Aber es war schwer, unter einem Baum in einem alten Quittengarten voller ungepflückter Früchte zu ruhen und nicht über die Kompromisse in einem leeren, handgefertigten Dorf nachzudenken. Mühlsteine ​​aus Sandstein und riesige Getreidetöpfe aus Keramik lagen verstreut im aufsteigenden Busch. Handgefertigte Ziegeldächer stürzten bereits ein und gaben Erinnerungen aus tausend Jahren frei. Ich fragte mich: Wer würde sich jemals wieder daran erinnern, wie man so eng mit der Umwelt leben kann? Während ich dem Knurren der Fliegen in stillen Innenhöfen lauschte, fiel es mir leicht, mir eine Welt ohne uns vorzustellen.

Ich weiß.

Romantisieren Sie Armut nicht. Exotisieren Sie Unterentwicklung nicht. Geben Sie sich nicht naiven Fantasien über die Härten des vorindustriellen Lebens hin. (Vollständige Offenlegung: Als Wanderarbeiter auf dem Bauernhof habe ich jahrelang geschwitzt, als ich Äpfel, Birnen, Weintrauben und Orangen gepflückt habe, und ein mörderisches Ranch-Maultier hat mir einmal das Rückgrat aufgestochen, als ich damit kämpfte, es zu beschlagen.)

Doch die größere Fantasie besteht sicherlich darin, zu glauben, dass die süchtig machende, explodierende Massenwirtschaft der Menschheit in ihrer heutigen Form auch nur annähernd nachhaltig ist. Oder dass uralte, handgefertigte Wissenssysteme in einer Zeit des Umweltkollapses wenig Wert haben.

„Die Ureinwohner hier können uns viel beibringen“, sagte Liu Zhenhua, ein ehemaliger Pädagoge aus der Großstadt Guangzhou, der mit seiner Musikerfreundin in einem alten ethnischen Bai-Bauernhaus in der Nähe von Old Dali lebte. „Sie wissen, wie man mit der Natur kooperiert und nicht gegen sie kämpft.“

Liu gehörte zu der wachsenden Zahl von Millennials, die nach Yunnan reisten, um nach Alternativen zu Chinas zermürbender „9-9-6“-Wirtschaft zu suchen (die sechs Tage die Woche von 9 bis 21 Uhr arbeitet).

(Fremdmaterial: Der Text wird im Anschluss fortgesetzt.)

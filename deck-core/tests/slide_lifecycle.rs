//! Slide lifecycle tests across registry, snapshot and restoration.

use std::collections::BTreeMap;
use std::fmt::Write as _;
use std::sync::Arc;

use deck_core::{
    ContentKind, ElementContent, ElementId, ElementRegistry, ElementType, IdSource, NewElement,
    ObjectFit, Position, RestorationLoader, ResolvedSlot, SlideSnapshot, StyleResolver,
    TemplateRegistry, TemplateRenderer, ThemeOverrides, ThemeRegistry,
};

fn at(row: &str, column: &str) -> NewElement {
    NewElement {
        position: Some(Position::parse(row, column).expect("position")),
        ..NewElement::default()
    }
}

#[test]
fn restoration_round_trip_keeps_ids_positions_and_payloads() {
    let ids = IdSource::new();
    let mut registry = ElementRegistry::new(1, "V1-image-text", ids.clone());

    // Inserted out of type order on purpose.
    let chart = registry
        .insert(
            ElementContent::chart_config(serde_json::json!({"type": "bar", "data": [1, 2, 3]})),
            at("4/16", "3/31"),
        )
        .expect("chart");
    let first_image = registry
        .insert(
            ElementContent::Image {
                url: "https://cdn.example.com/a.png".to_string(),
                alt: "First".to_string(),
                object_fit: ObjectFit::Contain,
            },
            at("4/17", "3/17"),
        )
        .expect("image");
    let text = registry
        .insert(
            ElementContent::text("<p>Notes</p>", ContentKind::Html),
            at("17/18", "3/31"),
        )
        .expect("text");
    let second_image = registry
        .insert(ElementContent::image("https://cdn.example.com/b.png"), at("1/3", "1/3"))
        .expect("image");

    let json = SlideSnapshot::capture(&registry).to_json().expect("serialize");
    let snapshot = SlideSnapshot::from_json(&json).expect("deserialize");

    let mut restored = ElementRegistry::new(0, "C1-text", ids);
    let report = RestorationLoader::load(&mut restored, 1, snapshot);
    assert!(report.is_clean());
    assert_eq!(report.restored, 4);

    let order: Vec<_> = restored.list().iter().map(|e| e.id.clone()).collect();
    assert_eq!(
        order,
        vec![
            text.id.clone(),
            first_image.id.clone(),
            second_image.id.clone(),
            chart.id.clone()
        ]
    );
    for original in [&chart, &first_image, &text, &second_image] {
        let back = restored.get(&original.id).expect("restored element");
        assert_eq!(back, original);
    }
    assert_eq!(restored.layout(), "V1-image-text");
}

#[test]
fn ids_stay_monotonic_after_restore() {
    let ids = IdSource::new();
    let mut registry = ElementRegistry::new(0, "C1-text", ids.clone());
    let mut snapshot = SlideSnapshot::empty("C1-text");
    snapshot.diagrams.push(deck_core::Element::new(
        ElementId::from_raw("diagram-41"),
        ElementContent::diagram_svg("<svg/>"),
        ElementType::Diagram.default_position(),
    ).into());
    RestorationLoader::load(&mut registry, 0, snapshot);

    let next = registry
        .insert(ElementContent::infographic("<svg/>"), NewElement::default())
        .expect("insert");
    assert_eq!(next.id.as_str(), "infographic-42");
    assert_eq!(ids.peek(), 43);
}

#[test]
fn insert_delete_insert_yields_distinct_ids() {
    let mut registry = ElementRegistry::new(0, "C1-text", IdSource::new());
    let a = registry
        .insert(ElementContent::image("a"), NewElement::default())
        .expect("a")
        .id;
    let b = registry
        .insert(ElementContent::image("b"), NewElement::default())
        .expect("b")
        .id;
    let c = registry
        .insert(ElementContent::image("c"), NewElement::default())
        .expect("c")
        .id;
    registry.delete(&b);
    let d = registry
        .insert(ElementContent::image("d"), NewElement::default())
        .expect("d")
        .id;

    assert_ne!(d, a);
    assert_ne!(d, b);
    assert_ne!(d, c);
    assert_eq!(registry.len(), 3);
}

struct DivRenderer;

impl TemplateRenderer for DivRenderer {
    fn template_id(&self) -> &str {
        "C1-text"
    }

    fn render(&self, slots: &[ResolvedSlot], content: &serde_json::Value) -> String {
        let mut html = String::new();
        for slot in slots {
            let style: String = slot
                .style
                .properties
                .iter()
                .map(|(k, v)| format!("{k}:{v};"))
                .collect();
            let text = content
                .get(&slot.name)
                .and_then(serde_json::Value::as_str)
                .or(slot.default_content.as_deref())
                .unwrap_or_default();
            let _ = write!(
                html,
                r#"<div data-slot="{}" style="grid-row:{};grid-column:{};{style}">{text}</div>"#,
                slot.name, slot.position.grid_row, slot.position.grid_column
            );
        }
        html
    }
}

#[test]
fn renderer_consumes_resolved_slots() {
    let resolver = StyleResolver::new(
        Arc::new(TemplateRegistry::builtin()),
        Arc::new(ThemeRegistry::builtin()),
    );
    let renderer = DivRenderer;
    let slots = resolver.resolve_template(
        renderer.template_id(),
        "corporate-blue",
        &ThemeOverrides::default(),
        &BTreeMap::new(),
    );
    let content = serde_json::json!({"title": "Quarterly review"});

    let html = renderer.render(&slots, &content);
    assert_eq!(html, renderer.render(&slots, &content));
    assert!(html.contains(r#"data-slot="title" style="grid-row:2/4;grid-column:3/31;"#));
    assert!(html.contains(">Quarterly review</div>"));
    assert!(html.contains("color:#1E3A8A;"));
}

Mit seinen neuen veganen Restaurants und Dichterlesungen war „Dalifornia“, wie es genannt wurde, ein aufstrebendes Reiseziel – wie die Toskana oder Darjeeling –, wo der Händedruck zwischen Mensch und Landschaft eine limbische Euphorie entfachte.

Aber der größte Teil des vormechanisierten westlichen Yunnan würde nie in ein Boutique-Gebäude umgewandelt werden.

Ich ging weiter nach Lijiang, wo ethnische Naxi-Familien in flammenfarbenen Herbstplantagen ihre roten Birnen ernteten. Ich stieg in die kiefernreiche tibetische Zone bei Yongning hinauf, wo Hirten in Mänteln ihre Schafe vor Bären bewachten. Und im Diancang-Shan-Gebirge erlaubte ich einem alternden Bai-Maultierkämpfer, meinen Rucksack auf einem seiner glänzenden Heubrenner zu schleppen.

„Vor zehn Jahren hatte ich zehn Maultiere, und jetzt habe ich nur noch zwei“, sagte Luo Siming und zuckte wehmütig mit den Schultern. Luos Fingernägel waren wie Feuerstein und seine schaufelgroßen Hände trugen jede vernarbte Lektion zurück zur Domestizierung von Tieren.

Luo erzählte, wie er in letzter Zeit ein kleines Vermögen verdient hatte, indem er Presslufthämmer und Säcke mit Zement in seinen ehemals isolierten Winkel in Yunnan transportierte. Diese Ladungen führten zum Bau neuer Autostraßen und brachten ihn aus dem Geschäft.